As the Emperor told Mozart: “Too many notes.”

Now they’ve resolved to take up arms against this sea of words. The NY Court of Appeals, after muddling through since 1897 without word limits, has decreed a maximum of 14k.  The federal courts are slashing it to 13k.  No more fat briefs! They must be put on a strict word-counting regimen.

So we were astonished when our local appellate court rejected our brief for incorporating into the text three photos that were shown to the jury at trial. If a picture is worth a thousand words, we saved. . . we saved. . . well, you do the math.

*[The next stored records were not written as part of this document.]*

use std::fs;
use std::io;
use std::path::{Path, PathBuf};

use evdev::uinput::{VirtualDevice, VirtualDeviceBuilder};
use evdev::{
    AttributeSet, EventType, FFEffectCode, InputEvent, KeyCode, RelativeAxisCode,
    SynchronizationCode, SynchronizationEvent, UinputAbsSetup,
};
use thiserror::Error;

use crate::input::capability::{CapabilityDescriptor, CapabilityEntry};

/// The virtual device could not be created. There is nothing to publish or
/// forward to without it, so this aborts the process.
#[derive(Debug, Error)]
pub enum VirtualDeviceCreationError {
    #[error("Failed to create uinput device: {0}")]
    IoError(#[from] io::Error),
    #[error("Created uinput device exposes no event node")]
    MissingEventNode,
}

/// Kernel-assigned node paths backing the virtual device.
#[derive(Debug, Clone)]
pub struct DeviceNodes {
    pub event: PathBuf,
    /// Present only when the kernel's joydev driver bound a js node
    pub js: Option<PathBuf>,
}

/// The uinput device mirroring the physical gamepad. Created exactly once
/// per process lifetime; its nodes stay valid across physical reconnects.
pub struct MirrorDevice {
    device: VirtualDevice,
    nodes: DeviceNodes,
}

impl MirrorDevice {
    /// Create a uinput device advertising the given capability set under the
    /// given display name, and resolve the node paths the kernel assigned it.
    pub fn create(
        descriptor: &CapabilityDescriptor,
        name: &str,
    ) -> Result<Self, VirtualDeviceCreationError> {
        let mut builder = VirtualDeviceBuilder::new()?
            .name(name)
            .input_id(descriptor.input_id());

        for (event_type, entry) in descriptor.entries() {
            match (*event_type, entry) {
                (EventType::KEY, CapabilityEntry::PlainCodes(codes)) => {
                    let keys = AttributeSet::<KeyCode>::from_iter(
                        codes.iter().map(|code| KeyCode(*code)),
                    );
                    builder = builder.with_keys(&keys)?;
                }
                (EventType::RELATIVE, CapabilityEntry::PlainCodes(codes)) => {
                    let axes = AttributeSet::<RelativeAxisCode>::from_iter(
                        codes.iter().map(|code| RelativeAxisCode(*code)),
                    );
                    builder = builder.with_relative_axes(&axes)?;
                }
                (EventType::ABSOLUTE, CapabilityEntry::CalibratedAxes(axes)) => {
                    for (axis, info) in axes {
                        let setup = UinputAbsSetup::new(*axis, *info);
                        builder = builder.with_absolute_axis(&setup)?;
                    }
                }
                (EventType::FORCEFEEDBACK, CapabilityEntry::PlainCodes(codes)) => {
                    let effects = AttributeSet::<FFEffectCode>::from_iter(
                        codes.iter().map(|code| FFEffectCode(*code)),
                    );
                    builder = builder.with_ff(&effects)?;
                }
                (event_type, _) => {
                    log::debug!("Skipping unsupported capability entry: {:?}", event_type);
                }
            }
        }

        let mut device = builder.build()?;

        let mut event_node: Option<PathBuf> = None;
        for path in device.enumerate_dev_nodes_blocking()? {
            let path = path?;
            log::debug!("Virtual device available as {}", path.display());
            event_node = Some(path);
        }
        let event = event_node.ok_or(VirtualDeviceCreationError::MissingEventNode)?;
        let js = find_js_node(&event);
        if js.is_none() {
            log::debug!("No joystick node found for {}", event.display());
        }

        Ok(Self {
            device,
            nodes: DeviceNodes { event, js },
        })
    }

    pub fn nodes(&self) -> &DeviceNodes {
        &self.nodes
    }

    /// Emit one group of events followed by a synchronization marker, so
    /// event grouping seen on the physical device is preserved for consumers
    /// of the virtual one.
    pub fn write_report(&mut self, events: &[InputEvent]) -> io::Result<()> {
        self.device.emit(events)?;
        self.device
            .emit(&[SynchronizationEvent::new(SynchronizationCode::SYN_REPORT, 0).into()])?;
        Ok(())
    }
}

/// Look for a joydev node bound to the same input device as the given event
/// node by scanning its sysfs device directory for a `js*` child.
fn find_js_node(event_node: &Path) -> Option<PathBuf> {
    let name = event_node.file_name()?.to_str()?;
    let sysfs_dir = PathBuf::from("/sys/class/input").join(name).join("device");
    let entries = fs::read_dir(sysfs_dir).ok()?;
    for entry in entries.flatten() {
        let child = entry.file_name();
        let Some(child) = child.to_str() else {
            continue;
        };
        if child.starts_with("js") {
            return Some(PathBuf::from(format!("/dev/input/{child}")));
        }
    }
    None
}
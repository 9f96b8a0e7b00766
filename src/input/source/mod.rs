pub mod gamepad;
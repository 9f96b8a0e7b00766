use std::path::PathBuf;

use clap::Parser;

use crate::config::{Config, LoadError};

#[derive(Parser)]
#[command(author, version, about, long_about = None)]
pub struct Args {
    /// Path to a YAML configuration file
    #[arg(short, long)]
    pub config: Option<PathBuf>,

    /// Discovery path of the physical gamepad (e.g. /dev/input/by-id/...)
    #[arg(long)]
    pub device: Option<String>,

    /// Stable symlink path for the event interface
    #[arg(long)]
    pub event_link: Option<String>,

    /// Stable symlink path for the joystick interface
    #[arg(long)]
    pub js_link: Option<String>,

    /// Display name of the virtual device
    #[arg(long)]
    pub name: Option<String>,

    /// Interval in milliseconds between device discovery attempts
    #[arg(long)]
    pub poll_interval_ms: Option<u64>,
}

impl Args {
    /// Build the daemon [Config] from the optional config file with any
    /// command-line overrides applied on top.
    pub fn into_config(self) -> Result<Config, LoadError> {
        let mut config = match self.config {
            Some(path) => Config::from_yaml_file(&path)?,
            None => Config::default(),
        };

        if let Some(device) = self.device {
            config.device_path = device;
        }
        if let Some(event_link) = self.event_link {
            config.event_link = event_link;
        }
        if let Some(js_link) = self.js_link {
            config.js_link = js_link;
        }
        if let Some(name) = self.name {
            config.device_name = name;
        }
        if let Some(interval) = self.poll_interval_ms {
            config.poll_interval_ms = interval;
        }

        Ok(config)
    }
}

The prohibition against illustrated text dates back to the days of Blackstone when trials went like this:

The Crown: Constable, doth this illuminated manuscript justly and verily portray the loaf of bread appropriated by the accused to which she had neither right nor title?

Lord Feathergood: Away with such Popish devices, Sir! Forsooth, the Court giveth not a fig for whether the stolen property be white or rye. Say plainly, is the prisoner to be hanged or not?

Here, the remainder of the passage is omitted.